Activists have been left reeling after the Federal Government gave the controversial Scott River wind farm the green light without a formal Commonwealth assessment.
Despite the community concern, the Synergy development has been able to avoid the higher level of scrutiny while still agreeing to comply with self-imposed measures around water management and flora and fauna protections.
A Department of Climate Change, Energy, the Environment and Water spokesperson said they did not have to formally assess the area, as there would not be significant impacts on nationally protected matters if undertaken properly.
All three species of black cockatoo are known to live in the area, as well as the Scott River Ironstone Association threatened ecological community, round-leafed honeysuckle, Southern short-styled grevillea, four-petal smokebush, ospreys, and wood sandpipers.
However, the DCCEEW spokesperson said the wind farm was designed so there would be no impact on the area’s protected species or ecological communities.
Despite the department’s confidence, Save the Scott River spokesperson Scott Baxter said allowing Synergy to bypass a Commonwealth assessment would be environmentally detrimental.
“If Synergy says they can comply, they should have nothing to hide,” he said.
“This must be independently verified (not self-assessed) with publicly available raw data, and monitoring designed to match the actual hydrology described in the recovery plan.”
Mr Baxter said without extensive groundwater and water chemistry monitoring, developers would not be able to manage the site during and after the turbines’ construction.
“The State’s own recovery plan describes a connected, south-flowing groundwater system that underpins the (Environment Protection and Biodiversity Conservation Act)-listed wetland (threatened ecological community), yet the Federal decision process is operating in a different lane. Monitoring must follow the down-gradient network, not just a small ring around each dewatering point,” he said.
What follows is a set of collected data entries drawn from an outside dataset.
//! NVS (Non-Volatile Storage) adapter.
//!
//! Implements [`StoragePort`] for the gateway.  Every subsystem keeps its
//! keys in its own namespace (`readregs`, `freq`, `net`, `security`, `ota`,
//! `ota_progress`); values are stored as blobs.
//!
//! # Security
//!
//! - Encrypted NVS: on ESP32 the whole partition, including the `security`
//!   namespace holding the PSK and firmware secret, is encrypted when
//!   `CONFIG_NVS_ENCRYPTION` is set.  The simulation backend uses plaintext
//!   (dev/test only).
//! - Atomic writes: ESP-IDF NVS commits are atomic per `nvs_commit()`.

use crate::app::ports::{StorageError, StoragePort};
use log::info;

#[cfg(target_os = "espidf")]
use log::warn;

#[cfg(not(target_os = "espidf"))]
use std::{cell::RefCell, collections::BTreeMap};

/// Host backend entries keyed by `(namespace, key)`.
#[cfg(not(target_os = "espidf"))]
type SimStore = BTreeMap<(String, String), Vec<u8>>;

#[cfg(target_os = "espidf")]
use esp_idf_svc::sys::*;

/// NVS namespace and key names are limited to 15 characters.
#[cfg(target_os = "espidf")]
const NVS_NAME_MAX: usize = 15;

pub struct NvsAdapter {
    #[cfg(not(target_os = "espidf"))]
    store: RefCell<SimStore>,
}

impl NvsAdapter {
    /// Create a new NvsAdapter and initialise NVS flash.
    ///
    /// On first boot or after a version mismatch the NVS partition is erased
    /// and re-initialised automatically.
    pub fn new() -> Result<Self, StorageError> {
        #[cfg(target_os = "espidf")]
        {
            // SAFETY: nvs_flash_init / nvs_flash_erase are called from the
            // single main-task context before any concurrent NVS access.
            let ret = unsafe { nvs_flash_init() };
            if ret == ESP_ERR_NVS_NO_FREE_PAGES || ret == ESP_ERR_NVS_NEW_VERSION_FOUND {
                warn!("NVS: erasing and re-initialising flash partition");
                if unsafe { nvs_flash_erase() } != ESP_OK {
                    return Err(StorageError::IoError);
                }
                if unsafe { nvs_flash_init() } != ESP_OK {
                    return Err(StorageError::IoError);
                }
            } else if ret != ESP_OK {
                return Err(StorageError::IoError);
            }
            info!("NvsAdapter: ESP-IDF NVS initialised");
        }

        #[cfg(not(target_os = "espidf"))]
        info!("NvsAdapter: simulation backend");

        Ok(Self {
            #[cfg(not(target_os = "espidf"))]
            store: RefCell::new(SimStore::new()),
        })
    }

    #[cfg(not(target_os = "espidf"))]
    fn sim_key(namespace: &str, key: &str) -> (String, String) {
        (namespace.to_owned(), key.to_owned())
    }

    /// NUL-terminated copy of an NVS name, truncated to the NVS limit.
    #[cfg(target_os = "espidf")]
    fn c_name(name: &str) -> [u8; NVS_NAME_MAX + 1] {
        let mut buf = [0u8; NVS_NAME_MAX + 1];
        let bytes = name.as_bytes();
        let len = bytes.len().min(NVS_NAME_MAX);
        buf[..len].copy_from_slice(&bytes[..len]);
        buf
    }

    /// Open an NVS namespace, execute a closure with the handle, then close.
    #[cfg(target_os = "espidf")]
    fn with_nvs_handle<F, T>(namespace: &str, write: bool, f: F) -> Result<T, i32>
    where
        F: FnOnce(nvs_handle_t) -> Result<T, i32>,
    {
        let ns = Self::c_name(namespace);
        let mut handle: nvs_handle_t = 0;
        let mode = if write {
            nvs_open_mode_t_NVS_READWRITE
        } else {
            nvs_open_mode_t_NVS_READONLY
        };

        let ret = unsafe { nvs_open(ns.as_ptr() as *const _, mode, &mut handle) };
        if ret != ESP_OK {
            return Err(ret);
        }

        let result = f(handle);
        unsafe {
            nvs_close(handle);
        }
        result
    }

    /// Erase every key of `namespace` (factory reset of one subsystem).
    pub fn erase_namespace(&mut self, namespace: &str) -> Result<(), StorageError> {
        #[cfg(not(target_os = "espidf"))]
        {
            self.store.borrow_mut().retain(|(ns, _), _| ns != namespace);
            info!("NvsAdapter: namespace '{}' erased", namespace);
            Ok(())
        }

        #[cfg(target_os = "espidf")]
        {
            let result = Self::with_nvs_handle(namespace, true, |handle| {
                let ret = unsafe { nvs_erase_all(handle) };
                if ret != ESP_OK {
                    return Err(ret);
                }
                let ret = unsafe { nvs_commit(handle) };
                if ret != ESP_OK {
                    return Err(ret);
                }
                Ok(())
            });
            match result {
                Ok(()) => {
                    info!("NvsAdapter: namespace '{}' erased", namespace);
                    Ok(())
                }
                // Never opened for writing, so there is nothing to erase.
                Err(e) if e == ESP_ERR_NVS_NOT_FOUND => Ok(()),
                Err(e) => {
                    warn!("NvsAdapter: erase of '{}' failed ({})", namespace, e);
                    Err(StorageError::IoError)
                }
            }
        }
    }
}

impl StoragePort for NvsAdapter {
    fn read(&self, namespace: &str, key: &str, buf: &mut [u8]) -> Result<usize, StorageError> {
        #[cfg(not(target_os = "espidf"))]
        {
            match self.store.borrow().get(&Self::sim_key(namespace, key)) {
                Some(data) => {
                    let len = data.len().min(buf.len());
                    buf[..len].copy_from_slice(&data[..len]);
                    Ok(len)
                }
                None => Err(StorageError::NotFound),
            }
        }

        #[cfg(target_os = "espidf")]
        {
            let result = Self::with_nvs_handle(namespace, false, |handle| {
                let key_buf = Self::c_name(key);
                let mut size = buf.len();
                let ret = unsafe {
                    nvs_get_blob(
                        handle,
                        key_buf.as_ptr() as *const _,
                        buf.as_mut_ptr() as *mut _,
                        &mut size,
                    )
                };
                if ret != ESP_OK {
                    return Err(ret);
                }
                Ok(size)
            });
            match result {
                Ok(size) => Ok(size),
                Err(e) if e == ESP_ERR_NVS_NOT_FOUND => Err(StorageError::NotFound),
                Err(_) => Err(StorageError::IoError),
            }
        }
    }

    fn write(&mut self, namespace: &str, key: &str, data: &[u8]) -> Result<(), StorageError> {
        #[cfg(not(target_os = "espidf"))]
        {
            self.store
                .borrow_mut()
                .insert(Self::sim_key(namespace, key), data.to_vec());
            Ok(())
        }

        #[cfg(target_os = "espidf")]
        {
            let result = Self::with_nvs_handle(namespace, true, |handle| {
                let key_buf = Self::c_name(key);
                let ret = unsafe {
                    nvs_set_blob(
                        handle,
                        key_buf.as_ptr() as *const _,
                        data.as_ptr() as *const _,
                        data.len(),
                    )
                };
                if ret != ESP_OK {
                    return Err(ret);
                }
                let ret = unsafe { nvs_commit(handle) };
                if ret != ESP_OK {
                    return Err(ret);
                }
                Ok(())
            });
            result.map_err(|e| {
                if e == ESP_ERR_NVS_NOT_ENOUGH_SPACE {
                    StorageError::Full
                } else {
                    StorageError::IoError
                }
            })
        }
    }

    fn delete(&mut self, namespace: &str, key: &str) -> Result<(), StorageError> {
        #[cfg(not(target_os = "espidf"))]
        {
            self.store.borrow_mut().remove(&Self::sim_key(namespace, key));
            Ok(())
        }

        #[cfg(target_os = "espidf")]
        {
            let result = Self::with_nvs_handle(namespace, true, |handle| {
                let key_buf = Self::c_name(key);
                let ret = unsafe { nvs_erase_key(handle, key_buf.as_ptr() as *const _) };
                if ret != ESP_OK && ret != ESP_ERR_NVS_NOT_FOUND {
                    return Err(ret);
                }
                let ret = unsafe { nvs_commit(handle) };
                if ret != ESP_OK {
                    return Err(ret);
                }
                Ok(())
            });
            result.map_err(|_| StorageError::IoError)
        }
    }

    fn exists(&self, namespace: &str, key: &str) -> bool {
        #[cfg(not(target_os = "espidf"))]
        {
            self.store
                .borrow()
                .contains_key(&Self::sim_key(namespace, key))
        }

        #[cfg(target_os = "espidf")]
        {
            let result = Self::with_nvs_handle(namespace, false, |handle| {
                let key_buf = Self::c_name(key);
                let ret = unsafe {
                    nvs_find_key(handle, key_buf.as_ptr() as *const _, core::ptr::null_mut())
                };
                Ok(ret == ESP_OK)
            });
            result.unwrap_or(false)
        }
    }
}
“At Scott River, dewatering is not a simple pump-and-go exercise. It’s a chemistry and habitat risk, and the baseline has not been proven publicly.”
Mr Baxter said the decision was in opposition to State Government recovery documents detailing how the area should be protected and allowed to recover.
“You have to wonder if the left hand is talking to the right hand here,” he said.
“The State’s own recovery plan says one thing, and the Federal decision process seems to be operating in a different lane.”
The $500 million 20-turbine, 100MW project in Scott River is designed to support the State’s energy transition away from coal by 2030.